Basically, the iterate function goes char by char and searches for delimiters. If a word is found, it’s checked against the existing word list and if it’s not present, it will be added. The result of this aggregate is a list of words delimited by semicolon (;).

To test this, let’s take a few simple character strings:

-- Test run 1, case sensitive
SELECT CustomAggregates.Words(a.Value) AS Result
FROM ( SELECT 'This is the first string'      AS Value FROM DUAL UNION ALL
       SELECT 'And this is the second string' AS Value FROM DUAL) a;

The result is:

RESULT
--------------------------------------------------------------------------------
This;is;the;first;string;And;this;second

So the result is case sensitive since the word This is listed twice. If we want to get the list case insensitively, execute:

-- Test run 2, case insensitive
SELECT CustomAggregates.Words(LOWER(a.Value)) AS Result
FROM ( SELECT 'This is the first string'      AS Value FROM DUAL UNION ALL
       SELECT 'And this is the second string' AS Value FROM DUAL) a;

And the result is:

RESULT
--------------------------------------------------------------------------------
this;is;the;first;string;and;second

And finally with a little more complex input:

-- Test run 3, Sentences
SELECT CustomAggregates.Words(LOWER(a.Value)) AS Result
FROM ( SELECT 'This is the first sentence.

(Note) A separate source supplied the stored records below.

mod clipboard;
mod config;
mod console;
mod presenter;
mod session;
mod summary;
mod upload;

pub use clipboard::{ClipboardError, ClipboardWriter, MemoryClipboard, SystemClipboard};
pub use config::AppConfig;
pub use presenter::SessionView;
pub use session::{
    CopyFeedback, Intent, SessionClosed, SessionController, SessionError, SessionHandle,
    SessionRuntime, SessionSnapshot, SubmissionState, SummaryResult,
};
pub use summary::{
    HealthStatus, HttpSummaryAdapter, SummaryError, SummaryLength, SummaryRequest, SummaryResponse,
    SummaryTransport,
};
pub use upload::{DocumentKind, FileSelector, SelectedFile, SelectionError};

use clap::Parser;
use console::{Args, Command};
use std::sync::Arc;
use tokio::io::{AsyncBufReadExt, BufReader};
use tracing_subscriber::EnvFilter;

struct AppState {
    session: SessionHandle,
    selector: FileSelector,
    adapter: Arc<HttpSummaryAdapter>,
}

fn open_file(path: &str, state: &AppState) -> Result<(), String> {
    let paths = [upload::expand_home(path)];
    open_files(&paths[..], state)
}

/// A rejected file leaves the session untouched; the reason only goes to the log.
fn open_files<P: AsRef<std::path::Path>>(paths: &[P], state: &AppState) -> Result<(), String> {
    match state.selector.select_many(paths) {
        Ok(file) => state
            .session
            .send(Intent::SelectFile(file))
            .map_err(|e| e.to_string()),
        Err(e) => {
            tracing::warn!("File not accepted: {}", e);
            Ok(())
        }
    }
}

fn set_summary_length(length: SummaryLength, state: &AppState) -> Result<(), String> {
    state
        .session
        .send(Intent::SetSummaryLength(length))
        .map_err(|e| e.to_string())
}

fn submit_document(state: &AppState) -> Result<(), String> {
    state.session.send(Intent::Submit).map_err(|e| e.to_string())
}

fn copy_summary(state: &AppState) -> Result<(), String> {
    state
        .session
        .send(Intent::CopyResult)
        .map_err(|e| e.to_string())
}

fn clear_session(state: &AppState) -> Result<(), String> {
    state.session.send(Intent::Clear).map_err(|e| e.to_string())
}

async fn check_service(state: &AppState) -> Result<String, String> {
    state
        .adapter
        .check_health()
        .await
        .map(|health| {
            if health.message.is_empty() {
                "Summary service is up".to_string()
            } else {
                health.message
            }
        })
        .map_err(|e| e.to_string())
}

fn current_view(state: &AppState) -> String {
    SessionView::from_snapshot(&state.session.snapshot()).render()
}

/// Re-render whenever the session publishes a different snapshot.
fn spawn_renderer(state: &AppState) -> tokio::task::JoinHandle<()> {
    let mut snapshots = state.session.subscribe();
    tokio::spawn(async move {
        let mut last = snapshots.borrow_and_update().clone();
        while snapshots.changed().await.is_ok() {
            let snapshot = snapshots.borrow_and_update().clone();
            if snapshot == last {
                continue;
            }
            println!("{}", SessionView::from_snapshot(&snapshot).render());
            last = snapshot;
        }
    })
}

async fn dispatch(command: Command, state: &AppState) -> Result<bool, String> {
    match command {
        Command::Open(path) => open_file(&path, state)?,
        Command::Length(length) => set_summary_length(length, state)?,
        Command::Submit => submit_document(state)?,
        Command::Copy => copy_summary(state)?,
        Command::Clear => clear_session(state)?,
        Command::Status => println!("{}", current_view(state)),
        Command::Health => println!("{}", check_service(state).await?),
        Command::Help => println!("{}", console::HELP),
        Command::Quit => return Ok(false),
    }
    Ok(true)
}

async fn run_console(args: Args) -> Result<(), String> {
    let config = config::load().unwrap_or_else(|e| {
        tracing::warn!("Using default config: {}", e);
        let mut config = AppConfig::default();
        config::apply_env_overrides(&mut config);
        config
    });

    let adapter = Arc::new(HttpSummaryAdapter::from_config(&config).map_err(|e| e.to_string())?);
    let (session, session_task) = SessionRuntime::spawn(
        SessionController::new(config.summary_length()),
        adapter.clone(),
        clipboard::default_clipboard(),
        config.copy_feedback(),
    );

    let state = AppState {
        session,
        selector: FileSelector::new(),
        adapter,
    };

    println!("{}\n{}\n", presenter::APP_TITLE, presenter::APP_TAGLINE);
    println!("{}\n", console::HELP);
    println!("{}", current_view(&state));
    let renderer = spawn_renderer(&state);

    if !args.files.is_empty() {
        open_files(&args.files[..], &state)?;
    }

    let mut lines = BufReader::new(tokio::io::stdin()).lines();
    while let Some(line) = lines.next_line().await.map_err(|e| e.to_string())? {
        let command = match console::parse_command(&line) {
            Ok(Some(command)) => command,
            Ok(None) => continue,
            Err(e) => {
                println!("{}", e);
                continue;
            }
        };

        match dispatch(command, &state).await {
            Ok(true) => {}
            Ok(false) => break,
            Err(e) => println!("{}", e),
        }
    }

    drop(state);
    let _ = session_task.await;
    let _ = renderer.await;
    Ok(())
}

pub fn run() {
    let args = Args::parse();
    let _ = dotenvy::dotenv();

    tracing_subscriber::fmt()
        .with_writer(std::io::stderr)
        .with_env_filter(
            EnvFilter::try_from_default_env()
                .unwrap_or_else(|_| EnvFilter::new("warn,doc_summary_lib=info")),
        )
        .init();

    let runtime = match tokio::runtime::Builder::new_multi_thread()
        .enable_all()
        .build()
    {
        Ok(runtime) => runtime,
        Err(e) => {
            eprintln!("Failed to start async runtime: {}", e);
            std::process::exit(1);
        }
    };

    if let Err(e) = runtime.block_on(run_console(args)) {
        eprintln!("{}", e);
        std::process::exit(1);
    }
}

And the second: Is this'    AS Value 
          FROM DUAL UNION ALL
       SELECT '"quote" from somewhere; And the second sentence again!' AS Value 
          FROM DUAL UNION ALL
       SELECT 'Cursing #!#%# not allowed :)'                           AS Value 
         FROM DUAL) a;

Now the result is:

RESULT
--------------------------------------------------------------------------------
this;is;the;first;sentence;and;second;quote;from;somewhere;again;cursing;not;allowed

Final Words

That’s it for now and I hope you found something new. I’d be grateful if you would have the extra time for comments and votes. Thank you.

History

  • 19th March, 2011: Initial post

License

This article, along with any associated source code and files, is licensed under The Code Project Open License (CPOL)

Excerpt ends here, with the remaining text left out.